Hard truths and common objections

Frequently asked about taking the playbook or hiring us

  1. How do I know if I should run the playbook myself?

    Run it yourself if you have enough time, enough ownership over the business, and enough appetite to implement the work consistently. The playbook is built to be practical, so DIY is a real option, not a fake one.

  2. When does hiring a contractor make sense?

    A contractor can make sense when you know what needs to happen and simply need execution help on a bounded scope. The risk is usually coordination. Someone still has to own the strategy, sequencing, and standards.

  3. When does it make sense to hire RGL?

    It makes sense when speed, integration, and judgment matter more than piecemeal execution. If the website, measurement, follow-up, and growth-ops layer all need to work together, we are usually the better fit than a collection of disconnected vendors.

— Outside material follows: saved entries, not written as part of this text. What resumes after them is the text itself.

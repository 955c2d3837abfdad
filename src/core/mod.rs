//! Core building blocks: processing parameters and configuration, workspace
//! layout, file naming, the per-stage processing functions and the pipeline
//! that sequences them, plus the operator confirmation loop.
pub mod config;
pub mod confirm;
pub mod naming;
pub mod params;
pub mod processing;
pub mod report;
pub mod workspace;
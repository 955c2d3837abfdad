//! Command Line Interface (CLI) layer for s2mosaic.
//!
//! This module defines argument parsing (`args`), error types (`errors`),
//! and the orchestration logic (`runner`): logging setup, configuration
//! loading, the confirmation loop and report writing. It wires user-provided
//! options to the library exposed via `s2mosaic::api`.
//!
//! If you are embedding s2mosaic into another application, prefer using
//! the high-level `s2mosaic::api` module instead of calling the CLI code.
pub mod args;
pub mod errors;
pub mod runner;

pub use args::CliArgs;
pub use runner::run;
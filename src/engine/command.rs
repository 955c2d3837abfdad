use std::collections::BTreeMap;
use std::path::PathBuf;
use std::process::Command;

use serde::{Deserialize, Serialize};
use tracing::{debug, info};

use super::{EngineError, Operation, OperationKind, RasterEngine};

/// Lines of stderr kept in a failure message
const STDERR_TAIL_LINES: usize = 20;

/// External program invoked for one operation kind
#[derive(Debug, Clone, PartialEq, Eq, Serialize, Deserialize)]
pub struct CommandSpec {
    pub program: String,
    /// Fixed leading arguments, placed before the `key=value` pairs
    #[serde(default)]
    pub args: Vec<String>,
}

/// Program table for [`CommandEngine`]
#[derive(Debug, Clone, Default, PartialEq, Eq, Serialize, Deserialize)]
#[serde(default)]
pub struct EngineConfig {
    pub programs: BTreeMap<OperationKind, CommandSpec>,
}

impl EngineConfig {
    /// Operation kinds without a configured program
    pub fn missing(&self) -> Vec<OperationKind> {
        OperationKind::ALL
            .iter()
            .copied()
            .filter(|kind| !self.programs.contains_key(kind))
            .collect()
    }
}

/// Runs each operation as an external process.
///
/// The program configured for the operation kind receives its fixed
/// arguments followed by one `key=value` argument per operation parameter.
/// A non-zero exit status fails the operation.
pub struct CommandEngine {
    config: EngineConfig,
    working_dir: Option<PathBuf>,
}

impl CommandEngine {
    pub fn new(config: EngineConfig) -> Self {
        Self {
            config,
            working_dir: None,
        }
    }

    /// Run every program from `dir` instead of the current directory
    pub fn with_working_dir(mut self, dir: impl Into<PathBuf>) -> Self {
        self.working_dir = Some(dir.into());
        self
    }

    /// Resolve the program and full argument list for an operation
    pub fn command_line(&self, operation: &Operation) -> Result<(String, Vec<String>), EngineError> {
        let kind = operation.kind();
        let spec = self
            .config
            .programs
            .get(&kind)
            .ok_or(EngineError::NotConfigured { operation: kind })?;
        let mut args = spec.args.clone();
        args.extend(
            operation
                .arguments()
                .into_iter()
                .map(|(key, value)| format!("{}={}", key, value)),
        );
        Ok((spec.program.clone(), args))
    }
}

fn stderr_tail(stderr: &[u8]) -> String {
    let text = String::from_utf8_lossy(stderr);
    let lines: Vec<&str> = text.lines().collect();
    let start = lines.len().saturating_sub(STDERR_TAIL_LINES);
    lines[start..].join("\n").trim().to_string()
}

impl RasterEngine for CommandEngine {
    fn name(&self) -> &str {
        "command"
    }

    fn execute(&mut self, operation: &Operation) -> Result<(), EngineError> {
        let kind = operation.kind();
        let (program, args) = self.command_line(operation)?;
        info!("Running {}: {} {}", kind, program, args.join(" "));

        let mut command = Command::new(&program);
        command.args(&args);
        if let Some(dir) = &self.working_dir {
            command.current_dir(dir);
        }
        let output = command.output().map_err(|source| EngineError::Spawn {
            operation: kind,
            program: program.clone(),
            source,
        })?;

        let stdout = String::from_utf8_lossy(&output.stdout);
        if !stdout.trim().is_empty() {
            debug!("{} stdout:\n{}", kind, stdout.trim_end());
        }
        if !output.status.success() {
            return Err(EngineError::Failed {
                operation: kind,
                program,
                status: output.status.to_string(),
                stderr: stderr_tail(&output.stderr),
            });
        }
        Ok(())
    }
}

#[cfg(test)]
mod tests {
    use super::*;
    use crate::types::RasterFormat;

    fn export_op() -> Operation {
        Operation::Export {
            input: PathBuf::from("mosaic/mosaic_enhanced.pix"),
            bands: vec![1, 2, 3],
            format: RasterFormat::Tif,
            output: PathBuf::from("mosaic/mosaic_enhanced.tif"),
        }
    }

    #[test]
    fn command_line_appends_key_value_pairs() {
        let mut config = EngineConfig::default();
        config.programs.insert(
            OperationKind::Export,
            CommandSpec {
                program: "raster-tool".to_string(),
                args: vec!["export".to_string()],
            },
        );
        let engine = CommandEngine::new(config);
        let (program, args) = engine.command_line(&export_op()).unwrap();
        assert_eq!(program, "raster-tool");
        assert_eq!(
            args,
            vec![
                "export",
                "input=mosaic/mosaic_enhanced.pix",
                "output=mosaic/mosaic_enhanced.tif",
                "bands=1,2,3",
                "format=TIF",
            ]
        );
    }

    #[test]
    fn unconfigured_operation_is_an_error() {
        let mut engine = CommandEngine::new(EngineConfig::default());
        let err = engine.execute(&export_op()).unwrap_err();
        assert!(matches!(
            err,
            EngineError::NotConfigured {
                operation: OperationKind::Export
            }
        ));
    }

    #[test]
    fn missing_lists_unconfigured_kinds() {
        let mut config = EngineConfig::default();
        config.programs.insert(
            OperationKind::Import,
            CommandSpec {
                program: "import-tool".to_string(),
                args: Vec::new(),
            },
        );
        let missing = config.missing();
        assert_eq!(missing.len(), OperationKind::ALL.len() - 1);
        assert!(!missing.contains(&OperationKind::Import));
    }

    #[test]
    fn config_parses_from_json() {
        let config: EngineConfig = serde_json::from_str(
            r#"{ "programs": { "haze_removal": { "program": "hazerem" } } }"#,
        )
        .unwrap();
        let spec = &config.programs[&OperationKind::HazeRemoval];
        assert_eq!(spec.program, "hazerem");
        assert!(spec.args.is_empty());
    }

    #[test]
    fn stderr_tail_keeps_last_lines() {
        let text: String = (0..30).map(|i| format!("line {}\n", i)).collect();
        let tail = stderr_tail(text.as_bytes());
        assert!(tail.starts_with("line 10"));
        assert!(tail.ends_with("line 29"));
    }

    #[cfg(unix)]
    #[test]
    fn non_zero_exit_fails_the_operation() {
        let mut config = EngineConfig::default();
        config.programs.insert(
            OperationKind::Export,
            CommandSpec {
                program: "false".to_string(),
                args: Vec::new(),
            },
        );
        let mut engine = CommandEngine::new(config);
        let err = engine.execute(&export_op()).unwrap_err();
        assert!(matches!(err, EngineError::Failed { .. }));
    }

    #[cfg(unix)]
    #[test]
    fn zero_exit_succeeds() {
        let mut config = EngineConfig::default();
        config.programs.insert(
            OperationKind::Export,
            CommandSpec {
                program: "true".to_string(),
                args: Vec::new(),
            },
        );
        let mut engine = CommandEngine::new(config);
        engine.execute(&export_op()).unwrap();
    }
}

  4. When should I not hire RGL?

    Do not hire us if you are still looking for the cheapest possible implementation, want to optimize around vanity instead of performance, or are not ready to make operational changes behind the website. We are a bad fit for businesses that only want surface-level change.

  5. Can I start with the playbook and hire you later?

    Yes. That is one of the intended paths. Many businesses use the playbook to get sharper, fix some things themselves, and then bring us in when they want compression, deeper systems work, or cleaner execution.